**PROBLEM TO WORK ON:** Among the lines of data below, reproduce only those from the one with "for entry in" through the one with "pub fn resume_point(&self)", exactly as they stand, both ends included.

[Stored items]
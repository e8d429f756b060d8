use std::fs::File;
use std::io;
use std::path::Path;

use memmap2::Mmap;

use super::{check_bounds, ByteStream};
use crate::error::{ReadError, Result};

/// A memory-mapped local file
///
/// Positioned reads copy straight out of the mapping, so any number of threads may read
/// from one `MmapStream` (usually shared behind an `Arc`) at the same time.
pub struct MmapStream {
    /// Memory mapped file contents
    mmap: Mmap,
}
impl MmapStream {
    /// Maps the file at `path` for reading
    ///
    /// # Errors
    ///
    /// Returns [`ReadError::BadPath`] if the path does not exist or is not a regular file.
    pub fn open<P: AsRef<Path>>(path: P) -> Result<Self> {
        let path = path.as_ref();
        let file = match File::open(path) {
            Ok(file) => file,
            Err(e) if e.kind() == io::ErrorKind::NotFound => {
                return Err(ReadError::BadPath(path.display().to_string()).into())
            }
            Err(e) => return Err(e.into()),
        };
        if !file.metadata()?.is_file() {
            return Err(ReadError::BadPath(path.display().to_string()).into());
        }

        // Safety: the file is open and is not modified by this process while mapped
        let mmap = unsafe { Mmap::map(&file)? };
        Ok(Self { mmap })
    }

    /// Returns the whole mapping
    #[must_use]
    pub fn as_bytes(&self) -> &[u8] {
        &self.mmap
    }
}

impl ByteStream for MmapStream {
    fn len(&self) -> u64 {
        self.mmap.len() as u64
    }

    fn read_at(&self, offset: u64, buf: &mut [u8]) -> Result<()> {
        check_bounds(offset, buf.len(), self.mmap.len() as u64)?;
        let start = offset as usize;
        buf.copy_from_slice(&self.mmap[start..start + buf.len()]);
        Ok(())
    }
}

#[cfg(test)]
mod testing {
    use std::io::Write;

    use super::*;
    use crate::error::ErrorKind;

    #[test]
    fn test_mmap_read() -> Result<()> {
        let mut file = tempfile::NamedTempFile::new()?;
        file.write_all(b"dense depth data dump")?;
        file.flush()?;

        let stream = MmapStream::open(file.path())?;
        assert_eq!(stream.len(), 21);
        let mut buf = [0u8; 5];
        stream.read_at(6, &mut buf)?;
        assert_eq!(&buf, b"depth");
        Ok(())
    }

    #[test]
    fn test_missing_path() {
        let err = MmapStream::open("/definitely/not/a/file.d4")
            .err()
            .expect("open should fail");
        assert_eq!(err.kind(), ErrorKind::BadPath);
    }

    #[test]
    fn test_directory_is_bad_path() -> Result<()> {
        let dir = tempfile::tempdir()?;
        let err = MmapStream::open(dir.path()).err().expect("open should fail");
        assert_eq!(err.kind(), ErrorKind::BadPath);
        Ok(())
    }
}
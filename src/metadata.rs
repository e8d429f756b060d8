//! # File metadata
//!
//! The metadata descriptor holds the ordered chromosome list, the value dictionary and
//! the denominator. It is stored as JSON in the `.metadata` chunk:
//!
//! ```json
//! {"format_version":2,"chroms":[{"name":"chr1","size":1000}],
//!  "dictionary":{"simple_range":{"low":0,"high":64}},"denominator":1.0}
//! ```
//!
//! Version 1 descriptors carry no denominator and read back with a denominator of 1.
//!
//! Chromosomes are concatenated in declaration order into one virtual coordinate space.
//! [`VirtualPos`] and [`ChromPos`] are kept as distinct types so that arithmetic never
//! silently crosses a chromosome boundary.

use std::collections::HashSet;

use serde::{Deserialize, Serialize};

use crate::dict::Dictionary;
use crate::error::{Error, MetadataError, ReadError, Result};

/// Metadata format version emitted by writers
pub const FORMAT_VERSION: u32 = 2;

/// A named reference sequence
#[derive(Clone, Debug, PartialEq, Eq, Serialize, Deserialize)]
pub struct Chrom {
    /// Sequence name
    pub name: String,

    /// Length in base pairs
    pub size: u32,
}
impl Chrom {
    pub fn new(name: impl Into<String>, size: u32) -> Self {
        Self {
            name: name.into(),
            size,
        }
    }
}

/// Position in the concatenation of all chromosomes
#[derive(Clone, Copy, Debug, Default, PartialEq, Eq, PartialOrd, Ord, Hash)]
pub struct VirtualPos(pub u64);

/// Position within one chromosome
#[derive(Clone, Copy, Debug, Default, PartialEq, Eq, PartialOrd, Ord, Hash)]
pub struct ChromPos {
    /// Index of the chromosome in the metadata
    pub chrom: usize,

    /// 0-based offset within the chromosome
    pub offset: u32,
}
impl ChromPos {
    #[must_use]
    pub fn new(chrom: usize, offset: u32) -> Self {
        Self { chrom, offset }
    }
}

/// On-disk JSON form
#[derive(Serialize, Deserialize)]
struct MetadataRepr {
    format_version: u32,
    chroms: Vec<Chrom>,
    dictionary: Dictionary,
    #[serde(default, skip_serializing_if = "Option::is_none")]
    denominator: Option<f64>,
}

/// Validated file metadata
#[derive(Clone, Debug, PartialEq)]
pub struct Metadata {
    chroms: Vec<Chrom>,
    dictionary: Dictionary,
    denominator: f64,

    /// Virtual start of every chromosome, plus the total size at the end
    starts: Vec<u64>,
}
impl Metadata {
    /// Validates and builds a descriptor
    ///
    /// A denominator of 0 marks an integer file and is stored as 1.
    ///
    /// # Errors
    ///
    /// * [`MetadataError::NoChroms`] for an empty chromosome list
    /// * [`MetadataError::EmptyChrom`] for a zero-length chromosome
    /// * [`MetadataError::DuplicateChrom`] for a repeated name
    /// * [`MetadataError::InvalidDenominator`] for a negative or non-finite denominator
    pub fn new(chroms: Vec<Chrom>, dictionary: Dictionary, denominator: f64) -> Result<Self> {
        if chroms.is_empty() {
            return Err(MetadataError::NoChroms.into());
        }
        let mut seen = HashSet::with_capacity(chroms.len());
        for chrom in &chroms {
            if chrom.size == 0 {
                return Err(MetadataError::EmptyChrom(chrom.name.clone()).into());
            }
            if !seen.insert(chrom.name.as_str()) {
                return Err(MetadataError::DuplicateChrom(chrom.name.clone()).into());
            }
        }
        if !denominator.is_finite() || denominator < 0.0 {
            return Err(MetadataError::InvalidDenominator(denominator).into());
        }
        let denominator = if denominator == 0.0 { 1.0 } else { denominator };

        let mut starts = Vec::with_capacity(chroms.len() + 1);
        let mut acc = 0u64;
        for chrom in &chroms {
            starts.push(acc);
            acc += u64::from(chrom.size);
        }
        starts.push(acc);

        Ok(Self {
            chroms,
            dictionary,
            denominator,
            starts,
        })
    }

    /// Parses the JSON payload of a `.metadata` chunk
    pub fn from_json(bytes: &[u8]) -> Result<Self> {
        let repr: MetadataRepr = serde_json::from_slice(bytes)?;
        if repr.format_version == 0 || repr.format_version > FORMAT_VERSION {
            return Err(MetadataError::UnsupportedVersion(repr.format_version).into());
        }
        Self::new(repr.chroms, repr.dictionary, repr.denominator.unwrap_or(1.0))
    }

    /// Serializes the descriptor at the current format version
    pub fn to_json(&self) -> Result<Vec<u8>> {
        let repr = MetadataRepr {
            format_version: FORMAT_VERSION,
            chroms: self.chroms.clone(),
            dictionary: self.dictionary.clone(),
            denominator: Some(self.denominator),
        };
        Ok(serde_json::to_vec(&repr)?)
    }

    #[must_use]
    pub fn chroms(&self) -> &[Chrom] {
        &self.chroms
    }

    #[must_use]
    pub fn dictionary(&self) -> &Dictionary {
        &self.dictionary
    }

    #[must_use]
    pub fn denominator(&self) -> f64 {
        self.denominator
    }

    /// Sum of all chromosome sizes
    #[must_use]
    pub fn total_size(&self) -> u64 {
        self.starts[self.chroms.len()]
    }

    /// Index of a chromosome by name
    pub fn chrom_index(&self, name: &str) -> Result<usize> {
        self.chroms
            .iter()
            .position(|c| c.name == name)
            .ok_or_else(|| MetadataError::NoSuchChrom(name.to_string()).into())
    }

    /// Virtual `[start, end)` of a chromosome
    #[must_use]
    pub fn chrom_bounds(&self, chrom: usize) -> (u64, u64) {
        (self.starts[chrom], self.starts[chrom + 1])
    }

    /// Virtual bounds of all chromosomes in order
    #[must_use]
    pub fn all_bounds(&self) -> Vec<(u64, u64)> {
        self.starts.windows(2).map(|w| (w[0], w[1])).collect()
    }

    /// Validates a position and converts it to virtual coordinates
    ///
    /// The offset may equal the chromosome size, which denotes its end.
    pub fn to_virtual(&self, pos: ChromPos) -> Result<VirtualPos> {
        let chrom = self
            .chroms
            .get(pos.chrom)
            .ok_or_else(|| MetadataError::NoSuchChrom(format!("#{}", pos.chrom)))?;
        if pos.offset > chrom.size {
            return Err(Error::from(ReadError::OutOfRange {
                chrom: chrom.name.clone(),
                pos: u64::from(pos.offset),
                size: u64::from(chrom.size),
            }));
        }
        Ok(VirtualPos(self.starts[pos.chrom] + u64::from(pos.offset)))
    }

    /// Converts a virtual position to the chromosome holding it
    ///
    /// A position on a chromosome boundary maps to the start of the later chromosome,
    /// and the total size maps to the end of the last chromosome.
    #[must_use]
    pub fn to_chrom_pos(&self, pos: VirtualPos) -> ChromPos {
        let last = self.chroms.len() - 1;
        let chrom = match self.starts[..=last].binary_search(&pos.0) {
            Ok(idx) => idx,
            Err(idx) => idx - 1,
        };
        let chrom = chrom.min(last);
        ChromPos::new(chrom, (pos.0 - self.starts[chrom]) as u32)
    }
}
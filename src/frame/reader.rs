use std::sync::Arc;

use super::{ChunkHeader, DirEntry, Directory, ResumePoint, DIRECTORY_CHUNK};
use crate::error::{FrameError, Result};
use crate::stream::ByteStream;

/// One chunk found while walking the container chain
#[derive(Clone, Debug, PartialEq, Eq)]
pub struct ChunkInfo {
    /// Parsed chunk header
    pub header: ChunkHeader,

    /// Absolute offset of the chunk header
    pub header_offset: u64,

    /// Absolute offset of the chunk payload
    pub payload_offset: u64,
}

/// Parses the chunk chain of a finalized container
///
/// Opening walks every chunk header once, following `next_offset` links from the start
/// of the stream. The last directory chunk in the chain is authoritative.
pub struct FrameReader {
    stream: Arc<dyn ByteStream>,
    chunks: Vec<ChunkInfo>,
    directory: Directory,
}
impl FrameReader {
    /// Walks the chunk chain and loads the directory
    ///
    /// # Errors
    ///
    /// * [`FrameError::UnfinishedChunk`] if a chunk was never closed
    /// * [`FrameError::MissingDirectory`] if the file was never finalized
    /// * [`FrameError::InvalidChain`] and [`FrameError::EntryOutOfRange`] for offsets
    ///   that point outside of the file or backwards
    pub fn open(stream: Arc<dyn ByteStream>) -> Result<Self> {
        let size = stream.len();
        if size == 0 {
            return Err(FrameError::MissingDirectory.into());
        }

        let mut chunks = Vec::new();
        let mut directory = None;
        let mut offset = 0;
        loop {
            let header = ChunkHeader::read_from(stream.as_ref(), offset)?;
            if header.is_streaming() {
                return Err(FrameError::UnfinishedChunk(header.name).into());
            }
            let payload_offset = offset + header.size();
            let payload_end = payload_offset
                .checked_add(header.payload_len)
                .filter(|&end| end <= size)
                .ok_or_else(|| FrameError::EntryOutOfRange {
                    name: header.name.clone(),
                    offset: payload_offset,
                    len: header.payload_len,
                    size,
                })?;

            if header.name == DIRECTORY_CHUNK {
                let payload = stream.read_vec(payload_offset, header.payload_len as usize)?;
                directory = Some(Directory::from_bytes(&payload)?);
            }

            let next = header.next_offset;
            chunks.push(ChunkInfo {
                header,
                header_offset: offset,
                payload_offset,
            });
            if next == 0 {
                break;
            }
            if next < payload_end || next >= size {
                return Err(FrameError::InvalidChain { offset, next }.into());
            }
            offset = next;
        }

        let directory = directory.ok_or(FrameError::MissingDirectory)?;
        for entry in directory.entries() {
            if entry.offset.saturating_add(entry.len) > size {
                return Err(FrameError::EntryOutOfRange {
                    name: entry.name.clone(),
                    offset: entry.offset,
                    len: entry.len,
                    size,
                }
                .into());
            }
        }
        tracing::debug!(
            "parsed {} chunks, {} directory entries",
            chunks.len(),
            directory.entries().len()
        );

        Ok(Self {
            stream,
            chunks,
            directory,
        })
    }

    /// The underlying byte stream
    #[must_use]
    pub fn stream(&self) -> &Arc<dyn ByteStream> {
        &self.stream
    }

    /// All chunks in chain order, including superseded directories
    #[must_use]
    pub fn chunks(&self) -> &[ChunkInfo] {
        &self.chunks
    }

    /// The authoritative directory
    #[must_use]
    pub fn directory(&self) -> &Directory {
        &self.directory
    }

    /// Checks if a chunk is listed in the directory
    #[must_use]
    pub fn has_chunk(&self, name: &str) -> bool {
        self.directory.get(name).is_some()
    }

    /// Looks up a chunk payload location
    pub fn chunk(&self, name: &str) -> Result<&DirEntry> {
        self.directory
            .get(name)
            .ok_or_else(|| FrameError::MissingChunk(name.to_string()).into())
    }

    /// Reads a whole chunk payload
    pub fn read_chunk(&self, name: &str) -> Result<Vec<u8>> {
        let entry = self.chunk(name)?;
        self.stream.read_vec(entry.offset, entry.len as usize)
    }

    /// Where a [`super::FrameWriter`] may continue this container
    #[must_use]
    pub fn resume_point(&self) -> ResumePoint {
        // The chain always holds at least the directory chunk
        let link_field = self
            .chunks
            .last()
            .map_or(0, |c| c.header_offset + c.header.next_offset_field());
        ResumePoint {
            directory: self.directory.clone(),
            link_field,
        }
    }
}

**TASK OUTPUT:**
        for entry in directory.entries() {
            if entry.offset.saturating_add(entry.len) > size {
                return Err(FrameError::EntryOutOfRange {
                    name: entry.name.clone(),
                    offset: entry.offset,
                    len: entry.len,
                    size,
                }
                .into());
            }
        }
        tracing::debug!(
            "parsed {} chunks, {} directory entries",
            chunks.len(),
            directory.entries().len()
        );

        Ok(Self {
            stream,
            chunks,
            directory,
        })
    }

    /// The underlying byte stream
    #[must_use]
    pub fn stream(&self) -> &Arc<dyn ByteStream> {
        &self.stream
    }

    /// All chunks in chain order, including superseded directories
    #[must_use]
    pub fn chunks(&self) -> &[ChunkInfo] {
        &self.chunks
    }

    /// The authoritative directory
    #[must_use]
    pub fn directory(&self) -> &Directory {
        &self.directory
    }

    /// Checks if a chunk is listed in the directory
    #[must_use]
    pub fn has_chunk(&self, name: &str) -> bool {
        self.directory.get(name).is_some()
    }

    /// Looks up a chunk payload location
    pub fn chunk(&self, name: &str) -> Result<&DirEntry> {
        self.directory
            .get(name)
            .ok_or_else(|| FrameError::MissingChunk(name.to_string()).into())
    }

    /// Reads a whole chunk payload
    pub fn read_chunk(&self, name: &str) -> Result<Vec<u8>> {
        let entry = self.chunk(name)?;
        self.stream.read_vec(entry.offset, entry.len as usize)
    }

    /// Where a [`super::FrameWriter`] may continue this container
    #[must_use]
    pub fn resume_point(&self) -> ResumePoint {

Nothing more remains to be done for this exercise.